W podobnym zawieszeniu pozostają prace nad linią metra 3 oraz przyszłość wiaduktu Herrmann-Debroux. Obie inwestycje są uznawane za strategiczne dla systemu transportu publicznego w regionie, a ich opóźnienia mogą znacząco wpłynąć na mobilność osób mieszkających w Brukseli.

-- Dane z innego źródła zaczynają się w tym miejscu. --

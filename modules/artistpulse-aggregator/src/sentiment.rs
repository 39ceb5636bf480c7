use vader_sentiment::SentimentIntensityAnalyzer;

/// Text polarity scorer. Treated as an opaque function from text to a score
/// in [-1.0, 1.0].
pub trait SentimentScorer: Send + Sync {
    fn polarity(&self, text: &str) -> f64;
}

/// VADER compound score.
pub struct VaderScorer {
    analyzer: SentimentIntensityAnalyzer<'static>,
}

impl VaderScorer {
    pub fn new() -> Self {
        Self {
            analyzer: SentimentIntensityAnalyzer::new(),
        }
    }
}

impl Default for VaderScorer {
    fn default() -> Self {
        Self::new()
    }
}

impl SentimentScorer for VaderScorer {
    fn polarity(&self, text: &str) -> f64 {
        let scores = self.analyzer.polarity_scores(text);
        scores.get("compound").copied().unwrap_or(0.0)
    }
}

/// Force any scorer output into [-1.0, 1.0]. NaN counts as neutral.
pub fn clamp_polarity(score: f64) -> f64 {
    if score.is_nan() {
        0.0
    } else {
        score.clamp(-1.0, 1.0)
    }
}
use thiserror::Error;

pub type Result<T> = std::result::Result<T, RedditError>;

#[derive(Debug, Error)]
pub enum RedditError {
    #[error("Network error: {0}")]
    Network(String),

    #[error("API error (status {status}): {message}")]
    Api { status: u16, message: String },

    #[error("Auth error: {0}")]
    Auth(String),

    #[error("Parse error: {0}")]
    Parse(String),
}

impl From<reqwest::Error> for RedditError {
    fn from(err: reqwest::Error) -> Self {
        RedditError::Network(err.to_string())
    }
}

impl From<serde_json::Error> for RedditError {
    fn from(err: serde_json::Error) -> Self {
        RedditError::Parse(err.to_string())
    }
}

Przyszłość inwestycji w cieniu kryzysu budżetowego
Z informacji dziennika La Libre wynika, że obecny impas może mieć jeszcze poważniejsze skutki. W obliczu napiętej sytuacji finansowej regionu część projektów może zostać trwale odłożona lub całkowicie zarzucona. Według niektórych uczestników negocjacji politycznych jednym z nielicznych priorytetów, co do których panuje szeroki konsensus, jest renowacja tuneli Loi–Belliard. Może to jednak oznaczać rezygnację z innych modernizacji, które uznano za mniej strategiczne.
Sytuacja w Brukseli pokazuje, jak silnie impas polityczny wpływa na codzienne funkcjonowanie miasta. Każdy dzień bez pełnoprawnego rządu to kolejne opóźnienia w modernizacji infrastruktury, które będą odczuwalne dla mieszkańców regionu przez wiele kolejnych lat.